Mike l'a toujours vu partir et revenir avec un sac de sport et en avait conclu qu'il allait à la salle, à la piscine ou au tennis. (Après tout, Mike avait appris par Olivia que James faisait du tennis le mardi et du ping-pong le jeudi.)
— Tout à fait.
— Et tu aimerais en faire ton métier ? questionne Mike, le cœur battant plus fort.
Et si lui et James avaient plus en commun qu'il ne le croyait ? Et si lui aussi avait été obligé d'étudier quelque chose qu'on avait choisi pour lui, plutôt que d'essayer de vivre de sa passion ? Dans ce cas, il comprendrait, Mike pourrait s'ouvrir à lui, être honnête, lui avouer son mal-être, qu'il ne montrait qu'à ses amis.
— Non, répond James sans hésiter. Enfin... J'aimerais bien faire des maths et continuer à danser. La situation actuelle me convient tout-à-fait.
— Oh, d'accord. Très bien. C'est génial de pouvoir mêler ces deux passions alors.

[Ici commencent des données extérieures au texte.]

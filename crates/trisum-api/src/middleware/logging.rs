use axum::{body::Body, http::Request, middleware::Next, response::Response};
use std::time::Instant;
use tracing::Instrument;

/// Log method, path, status and latency of every request under a request id
pub async fn log_request(req: Request<Body>, next: Next) -> Response {
    let request_id = uuid::Uuid::new_v4();
    let method = req.method().clone();
    let path = req.uri().path().to_string();
    let started = Instant::now();

    let span = tracing::info_span!("request", %request_id, %method, %path);
    let response = next.run(req).instrument(span).await;

    let status = response.status().as_u16();
    let latency_ms = started.elapsed().as_millis() as u64;

    if response.status().is_server_error() {
        tracing::error!(%request_id, %method, %path, status, latency_ms, "Request failed");
    } else if response.status().is_client_error() {
        tracing::warn!(%request_id, %method, %path, status, latency_ms, "Request rejected");
    } else {
        tracing::info!(%request_id, %method, %path, status, latency_ms, "Request completed");
    }

    response
}
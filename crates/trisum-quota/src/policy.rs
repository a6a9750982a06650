use std::time::Duration;

const DEFAULT_MAX_ATTEMPTS: u32 = 5;
const DEFAULT_WINDOW: Duration = Duration::from_secs(60 * 60);

/// How many successful requests are allowed per rolling window
#[derive(Debug, Clone, Copy, PartialEq, Eq)]
pub struct QuotaPolicy {
    pub max_attempts: u32,
    /// Measured from the first recorded attempt, not a clock boundary
    pub window: Duration,
}

impl Default for QuotaPolicy {
    fn default() -> Self {
        Self {
            max_attempts: DEFAULT_MAX_ATTEMPTS,
            window: DEFAULT_WINDOW,
        }
    }
}

impl QuotaPolicy {
    pub fn new(max_attempts: u32, window: Duration) -> Self {
        Self {
            max_attempts,
            window,
        }
    }

    pub fn window_ms(&self) -> i64 {
        self.window.as_millis() as i64
    }

    /// "hour", "2 hours", "30 minutes"
    pub fn window_label(&self) -> String {
        let secs = self.window.as_secs();
        match (secs % 3600, secs / 3600, secs / 60) {
            (0, 1, _) => "hour".to_string(),
            (0, hours, _) => format!("{} hours", hours),
            (_, _, 1) => "minute".to_string(),
            (_, _, minutes) => format!("{} minutes", minutes),
        }
    }

    pub fn exceeded_message(&self) -> String {
        format!(
            "You have reached the limit of {} summaries per {}. Please try again later.",
            self.max_attempts,
            self.window_label()
        )
    }
}
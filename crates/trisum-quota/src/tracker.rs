use std::sync::{Mutex, MutexGuard};

use trisum_types::{UsageRecord, UsageStatus};

use crate::clock::{Clock, SystemClock};
use crate::error::Result;
use crate::policy::QuotaPolicy;
use crate::store::UsageStore;

/// Gates and records successful requests against a rolling window
///
/// Each operation holds the store lock for its whole read-modify-write.
/// Callers must run `check_usage` before `record_usage`: recording does not
/// re-check expiry and can push the count past the limit.
pub struct QuotaTracker<S, C = SystemClock> {
    store: Mutex<S>,
    clock: C,
    policy: QuotaPolicy,
}

impl<S: UsageStore> QuotaTracker<S, SystemClock> {
    pub fn new(store: S) -> Self {
        Self::with_clock(store, SystemClock)
    }
}

impl<S: UsageStore, C: Clock> QuotaTracker<S, C> {
    pub fn with_clock(store: S, clock: C) -> Self {
        Self {
            store: Mutex::new(store),
            clock,
            policy: QuotaPolicy::default(),
        }
    }

    pub fn with_policy(mut self, policy: QuotaPolicy) -> Self {
        self.policy = policy;
        self
    }

    pub fn policy(&self) -> &QuotaPolicy {
        &self.policy
    }

    fn lock(&self) -> MutexGuard<'_, S> {
        // the record is plain data, a panic mid-update cannot leave it torn
        self.store.lock().unwrap_or_else(|poisoned| poisoned.into_inner())
    }

    /// Decide whether a new request may proceed
    ///
    /// An expired record is deleted here, even though no request follows yet.
    pub fn check_usage(&self) -> Result<UsageStatus> {
        let mut store = self.lock();

        let Some(record) = store.load()? else {
            return Ok(UsageStatus::fresh());
        };

        let now = self.clock.now_millis();
        if record.age_ms(now) > self.policy.window_ms() {
            tracing::debug!(
                count = record.count,
                first_attempt = record.first_attempt,
                "Usage window expired, discarding record"
            );
            store.remove()?;
            return Ok(UsageStatus::fresh());
        }

        Ok(UsageStatus {
            allowed: record.count < self.policy.max_attempts,
            attempts: record.count,
        })
    }

    /// Count one successful request
    pub fn record_usage(&self) -> Result<UsageRecord> {
        let mut store = self.lock();

        let record = match store.load()? {
            Some(existing) => UsageRecord {
                count: existing.count.saturating_add(1),
                ..existing
            },
            None => UsageRecord::first(self.clock.now_millis()),
        };

        store.save(&record)?;
        tracing::debug!(count = record.count, "Recorded usage");

        Ok(record)
    }

    /// Stored record as-is, without expiry handling
    pub fn current_record(&self) -> Result<Option<UsageRecord>> {
        self.lock().load()
    }

    /// Requests left in the current window
    pub fn remaining(&self, status: &UsageStatus) -> u32 {
        self.policy.max_attempts.saturating_sub(status.attempts)
    }
}
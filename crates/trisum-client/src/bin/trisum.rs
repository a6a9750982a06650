use std::process::ExitCode;

use anyhow::Context;
use clap::Parser;
use tracing_subscriber::{layer::SubscriberExt, util::SubscriberInitExt, EnvFilter};

use trisum_client::{
    cli::{read_input, Cli, Command},
    view, HttpSummaryApi, SubmitOutcome, SummaryController,
};
use trisum_quota::{FileUsageStore, QuotaTracker};

#[tokio::main]
async fn main() -> anyhow::Result<ExitCode> {
    let env_filter = EnvFilter::try_from_default_env().unwrap_or_else(|_| EnvFilter::new("warn"));
    tracing_subscriber::registry()
        .with(env_filter)
        .with(tracing_subscriber::fmt::layer().with_writer(std::io::stderr))
        .init();

    let cli = Cli::parse();

    let usage_path = cli
        .usage_file
        .or_else(FileUsageStore::default_path)
        .context("No data directory found; pass --usage-file")?;
    tracing::debug!("Usage record at {}", usage_path.display());
    let tracker = QuotaTracker::new(FileUsageStore::new(usage_path));

    match cli.command {
        Command::Usage => {
            let status = tracker.check_usage()?;
            println!(
                "{} ({} left)",
                view::usage_line(&status, tracker.policy()),
                tracker.remaining(&status)
            );
            Ok(ExitCode::SUCCESS)
        }
        Command::Summarize { text, file } => {
            let text = read_input(text, file)?;
            let api = HttpSummaryApi::new(&cli.server_url)?;
            let policy = *tracker.policy();

            let mut controller = SummaryController::new(api, tracker)?.with_observer(move |state| {
                if state.loading {
                    eprint!("{}", view::render(state, &policy));
                }
            });

            let outcome = controller.submit(&text).await?;
            println!("{}", view::render(controller.state(), controller.policy()));

            Ok(match outcome {
                SubmitOutcome::Summarized(_) => ExitCode::SUCCESS,
                _ => ExitCode::FAILURE,
            })
        }
    }
}
pub mod config;
pub mod error;
pub mod middleware;
pub mod router;
pub mod routes;
pub mod service;
pub mod state;

pub use router::build_router;
pub use state::AppState;
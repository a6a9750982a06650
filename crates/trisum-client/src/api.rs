use async_trait::async_trait;
use reqwest::header::{HeaderMap, HeaderValue, ACCEPT, CONTENT_TYPE};
use trisum_types::{ErrorBody, SummaryRequest, SummaryResult};

use crate::error::ClientError;

/// Remote side of one summarization attempt
#[async_trait]
pub trait SummaryApi: Send + Sync {
    async fn summarize(&self, text: &str) -> Result<SummaryResult, ClientError>;
}

/// Calls `POST {server}/api/summarize`
pub struct HttpSummaryApi {
    http_client: reqwest::Client,
    endpoint: String,
}

impl HttpSummaryApi {
    pub fn new(server_url: &str) -> Result<Self, ClientError> {
        let server_url = server_url.trim_end_matches('/');
        if !(server_url.starts_with("http://") || server_url.starts_with("https://")) {
            return Err(ClientError::InvalidUrl(server_url.to_string()));
        }

        let mut headers = HeaderMap::new();
        headers.insert(CONTENT_TYPE, HeaderValue::from_static("application/json"));
        headers.insert(ACCEPT, HeaderValue::from_static("application/json"));

        let http_client = reqwest::Client::builder()
            .default_headers(headers)
            .build()?;

        Ok(Self {
            http_client,
            endpoint: format!("{}/api/summarize", server_url),
        })
    }

    pub fn endpoint(&self) -> &str {
        &self.endpoint
    }
}

#[async_trait]
impl SummaryApi for HttpSummaryApi {
    async fn summarize(&self, text: &str) -> Result<SummaryResult, ClientError> {
        let response = self
            .http_client
            .post(&self.endpoint)
            .json(&SummaryRequest::new(text))
            .send()
            .await?;

        let status = response.status();
        if !status.is_success() {
            let message = response
                .json::<ErrorBody>()
                .await
                .ok()
                .map(|body| body.error)
                .filter(|m| !m.is_empty());
            return Err(ClientError::Server {
                status: status.as_u16(),
                message,
            });
        }

        response
            .json::<SummaryResult>()
            .await
            .map_err(|e| ClientError::Decode(e.to_string()))
    }
}

#[cfg(test)]
mod tests {
    use super::*;

    #[test]
    fn test_endpoint_normalized() {
        let api = HttpSummaryApi::new("http://localhost:3000/").unwrap();
        assert_eq!(api.endpoint(), "http://localhost:3000/api/summarize");
    }

    #[test]
    fn test_rejects_non_http_url() {
        assert!(matches!(
            HttpSummaryApi::new("localhost:3000"),
            Err(ClientError::InvalidUrl(_))
        ));
    }
}
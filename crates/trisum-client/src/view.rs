// Terminal rendering of the client state. No decisions are made here.

use std::fmt::Write;

use trisum_quota::QuotaPolicy;
use trisum_types::{SummaryResult, UsageStatus};

/// Everything the screen depends on
#[derive(Debug, Clone, PartialEq, Eq)]
pub struct ViewState {
    pub loading: bool,
    pub error: Option<String>,
    pub results: Option<SummaryResult>,
    pub usage: UsageStatus,
}

impl Default for ViewState {
    fn default() -> Self {
        Self {
            loading: false,
            error: None,
            results: None,
            usage: UsageStatus::fresh(),
        }
    }
}

/// The one body section shown for a state
#[derive(Debug, Clone, Copy, PartialEq, Eq)]
pub enum Screen<'a> {
    Form,
    Loading,
    Error(&'a str),
    Results(&'a SummaryResult),
}

impl ViewState {
    pub fn screen(&self) -> Screen<'_> {
        if self.loading {
            Screen::Loading
        } else if let Some(error) = &self.error {
            Screen::Error(error)
        } else if let Some(results) = &self.results {
            Screen::Results(results)
        } else {
            Screen::Form
        }
    }
}

pub fn usage_line(usage: &UsageStatus, policy: &QuotaPolicy) -> String {
    format!(
        "Limit: {}/{} per {}",
        usage.attempts,
        policy.max_attempts,
        policy.window_label()
    )
}

pub fn render(state: &ViewState, policy: &QuotaPolicy) -> String {
    let mut out = String::new();
    let _ = writeln!(out, "Smart Summary ({})", usage_line(&state.usage, policy));
    let _ = writeln!(out);

    match state.screen() {
        Screen::Form => {
            let _ = writeln!(out, "Type or paste your text to summarize.");
        }
        Screen::Loading => {
            let _ = writeln!(out, "Analyzing the text and generating summaries...");
        }
        Screen::Error(message) => {
            let _ = writeln!(out, "Error: {}", message);
        }
        Screen::Results(results) => {
            let _ = writeln!(out, "Your summaries:");
            for (title, content) in [
                ("Tweet", &results.tweet),
                ("LinkedIn", &results.linkedin),
                ("E-mail", &results.email),
            ] {
                let _ = writeln!(out);
                let _ = writeln!(out, "{}", title);
                let _ = writeln!(out, "{}", "-".repeat(title.len()));
                let _ = writeln!(out, "{}", content);
            }
        }
    }

    out
}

« Tout le monde n'a pas cette chance » songe Mike, plus amèrement qu'il ne l'aurait voulu. James acquiesce en souriant, les yeux brillants, et Mike est encore frappé par sa ressemblance avec le soleil. Il quitte sa chambre, puis leur appartement, après lui avoir dit qu'il partait à la dernière répétition et qu'ils ne se reverront pas avant la fin de la représentation.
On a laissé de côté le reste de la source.